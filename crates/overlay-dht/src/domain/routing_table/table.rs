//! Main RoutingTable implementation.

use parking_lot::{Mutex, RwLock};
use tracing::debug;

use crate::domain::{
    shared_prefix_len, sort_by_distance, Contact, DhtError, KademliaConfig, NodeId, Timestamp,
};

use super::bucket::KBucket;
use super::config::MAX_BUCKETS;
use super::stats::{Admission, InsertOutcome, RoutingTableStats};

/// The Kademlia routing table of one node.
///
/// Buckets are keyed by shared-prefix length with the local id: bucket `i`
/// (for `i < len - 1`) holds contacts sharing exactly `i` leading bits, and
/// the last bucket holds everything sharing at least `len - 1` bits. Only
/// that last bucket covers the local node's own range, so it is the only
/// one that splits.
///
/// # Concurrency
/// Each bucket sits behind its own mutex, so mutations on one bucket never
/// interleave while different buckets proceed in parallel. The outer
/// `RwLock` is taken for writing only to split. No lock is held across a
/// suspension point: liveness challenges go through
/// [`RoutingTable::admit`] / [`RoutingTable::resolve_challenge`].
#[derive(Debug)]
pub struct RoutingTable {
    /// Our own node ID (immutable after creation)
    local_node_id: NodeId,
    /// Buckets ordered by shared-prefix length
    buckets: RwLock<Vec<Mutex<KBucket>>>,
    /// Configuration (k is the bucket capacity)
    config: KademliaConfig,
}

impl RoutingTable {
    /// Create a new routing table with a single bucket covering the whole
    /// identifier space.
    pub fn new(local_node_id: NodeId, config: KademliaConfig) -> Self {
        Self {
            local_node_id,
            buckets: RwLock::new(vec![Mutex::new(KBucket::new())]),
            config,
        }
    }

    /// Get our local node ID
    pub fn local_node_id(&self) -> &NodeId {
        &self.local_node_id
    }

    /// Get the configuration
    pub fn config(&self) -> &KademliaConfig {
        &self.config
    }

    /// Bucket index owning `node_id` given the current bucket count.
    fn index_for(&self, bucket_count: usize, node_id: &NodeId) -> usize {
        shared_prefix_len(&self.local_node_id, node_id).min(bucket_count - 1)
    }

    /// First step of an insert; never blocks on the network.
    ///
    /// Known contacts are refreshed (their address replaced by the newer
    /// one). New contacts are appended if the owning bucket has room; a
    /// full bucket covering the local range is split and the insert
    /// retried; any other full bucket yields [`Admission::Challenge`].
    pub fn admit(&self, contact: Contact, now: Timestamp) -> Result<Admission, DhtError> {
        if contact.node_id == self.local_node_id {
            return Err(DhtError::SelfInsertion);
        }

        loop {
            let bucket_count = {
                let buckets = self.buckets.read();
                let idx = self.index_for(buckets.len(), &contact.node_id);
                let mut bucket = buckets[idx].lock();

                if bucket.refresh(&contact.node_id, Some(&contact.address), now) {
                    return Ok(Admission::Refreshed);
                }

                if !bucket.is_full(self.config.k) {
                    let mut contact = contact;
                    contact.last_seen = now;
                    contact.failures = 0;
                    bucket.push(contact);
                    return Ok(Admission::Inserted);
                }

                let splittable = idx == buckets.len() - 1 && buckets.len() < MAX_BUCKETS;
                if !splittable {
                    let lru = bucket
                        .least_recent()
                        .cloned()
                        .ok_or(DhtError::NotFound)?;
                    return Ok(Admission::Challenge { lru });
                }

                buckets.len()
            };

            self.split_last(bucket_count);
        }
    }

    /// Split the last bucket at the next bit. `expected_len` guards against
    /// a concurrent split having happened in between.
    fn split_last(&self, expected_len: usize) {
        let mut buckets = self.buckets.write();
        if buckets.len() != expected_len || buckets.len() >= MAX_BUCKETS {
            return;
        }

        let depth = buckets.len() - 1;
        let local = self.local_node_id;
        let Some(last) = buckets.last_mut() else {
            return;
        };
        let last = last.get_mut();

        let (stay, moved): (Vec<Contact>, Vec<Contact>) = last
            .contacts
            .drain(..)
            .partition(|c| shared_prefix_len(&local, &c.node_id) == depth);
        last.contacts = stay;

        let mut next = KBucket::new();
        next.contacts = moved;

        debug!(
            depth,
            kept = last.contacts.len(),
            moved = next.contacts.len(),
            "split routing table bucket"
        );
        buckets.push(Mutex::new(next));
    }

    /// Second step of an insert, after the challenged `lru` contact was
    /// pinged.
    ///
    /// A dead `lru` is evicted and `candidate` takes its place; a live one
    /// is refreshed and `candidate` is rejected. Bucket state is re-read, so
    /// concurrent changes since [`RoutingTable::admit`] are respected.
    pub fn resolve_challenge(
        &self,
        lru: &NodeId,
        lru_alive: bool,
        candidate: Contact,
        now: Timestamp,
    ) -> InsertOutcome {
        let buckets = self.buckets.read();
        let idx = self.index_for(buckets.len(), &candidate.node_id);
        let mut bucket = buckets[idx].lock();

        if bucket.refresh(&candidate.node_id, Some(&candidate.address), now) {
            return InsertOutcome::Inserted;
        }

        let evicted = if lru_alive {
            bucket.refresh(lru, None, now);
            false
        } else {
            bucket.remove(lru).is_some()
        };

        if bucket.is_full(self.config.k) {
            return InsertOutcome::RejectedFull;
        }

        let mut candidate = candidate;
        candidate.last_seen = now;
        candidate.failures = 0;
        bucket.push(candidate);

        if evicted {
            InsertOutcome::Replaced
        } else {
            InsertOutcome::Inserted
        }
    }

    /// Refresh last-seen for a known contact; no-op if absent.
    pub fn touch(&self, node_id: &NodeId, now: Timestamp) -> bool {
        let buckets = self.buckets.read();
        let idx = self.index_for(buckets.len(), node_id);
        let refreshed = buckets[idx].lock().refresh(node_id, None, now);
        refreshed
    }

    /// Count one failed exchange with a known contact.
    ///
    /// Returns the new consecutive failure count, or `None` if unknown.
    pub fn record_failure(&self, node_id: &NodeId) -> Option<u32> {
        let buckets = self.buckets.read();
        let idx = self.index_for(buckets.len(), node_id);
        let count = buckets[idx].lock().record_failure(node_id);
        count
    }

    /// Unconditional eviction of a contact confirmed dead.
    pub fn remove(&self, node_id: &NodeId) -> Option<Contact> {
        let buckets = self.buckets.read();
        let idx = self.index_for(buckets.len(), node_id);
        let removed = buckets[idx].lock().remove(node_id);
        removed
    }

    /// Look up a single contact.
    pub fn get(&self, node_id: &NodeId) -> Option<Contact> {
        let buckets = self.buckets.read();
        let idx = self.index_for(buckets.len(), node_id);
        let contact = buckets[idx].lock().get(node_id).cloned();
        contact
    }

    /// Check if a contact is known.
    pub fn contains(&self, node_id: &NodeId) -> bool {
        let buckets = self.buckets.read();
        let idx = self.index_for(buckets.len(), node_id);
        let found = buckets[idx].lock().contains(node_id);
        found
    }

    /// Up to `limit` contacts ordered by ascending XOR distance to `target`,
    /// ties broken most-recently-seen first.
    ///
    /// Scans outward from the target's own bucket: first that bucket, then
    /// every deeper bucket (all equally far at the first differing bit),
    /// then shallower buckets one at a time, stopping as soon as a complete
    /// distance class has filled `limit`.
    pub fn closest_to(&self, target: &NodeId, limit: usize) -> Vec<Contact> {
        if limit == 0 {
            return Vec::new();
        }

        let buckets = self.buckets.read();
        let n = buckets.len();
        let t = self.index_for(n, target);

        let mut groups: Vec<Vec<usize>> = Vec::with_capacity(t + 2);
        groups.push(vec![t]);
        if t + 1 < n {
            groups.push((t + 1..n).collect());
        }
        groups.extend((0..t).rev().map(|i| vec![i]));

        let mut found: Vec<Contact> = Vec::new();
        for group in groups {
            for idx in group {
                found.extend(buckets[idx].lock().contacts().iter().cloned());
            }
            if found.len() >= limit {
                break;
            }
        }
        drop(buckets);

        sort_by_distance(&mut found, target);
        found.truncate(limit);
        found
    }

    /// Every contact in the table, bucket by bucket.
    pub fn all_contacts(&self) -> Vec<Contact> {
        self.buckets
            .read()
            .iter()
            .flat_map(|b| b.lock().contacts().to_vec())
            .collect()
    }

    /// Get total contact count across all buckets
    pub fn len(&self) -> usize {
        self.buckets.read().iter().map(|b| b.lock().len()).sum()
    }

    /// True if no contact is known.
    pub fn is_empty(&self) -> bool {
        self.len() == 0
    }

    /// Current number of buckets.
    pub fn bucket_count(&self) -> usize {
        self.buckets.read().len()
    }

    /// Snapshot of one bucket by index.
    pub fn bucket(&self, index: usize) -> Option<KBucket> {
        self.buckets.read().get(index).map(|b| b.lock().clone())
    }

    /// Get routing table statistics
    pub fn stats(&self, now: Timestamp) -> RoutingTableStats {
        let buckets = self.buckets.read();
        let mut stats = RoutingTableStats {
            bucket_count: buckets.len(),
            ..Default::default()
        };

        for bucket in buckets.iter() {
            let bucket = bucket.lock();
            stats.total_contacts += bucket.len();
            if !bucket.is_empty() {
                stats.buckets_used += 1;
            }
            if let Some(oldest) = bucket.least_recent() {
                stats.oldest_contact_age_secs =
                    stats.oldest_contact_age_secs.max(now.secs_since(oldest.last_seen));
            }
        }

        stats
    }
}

● ● ● ● ●

Exercise details
What lines of the material above hold the string "splittable"? Please copy them.

Completed task
                let splittable = idx == buckets.len() - 1 && buckets.len() < MAX_BUCKETS;
                if !splittable {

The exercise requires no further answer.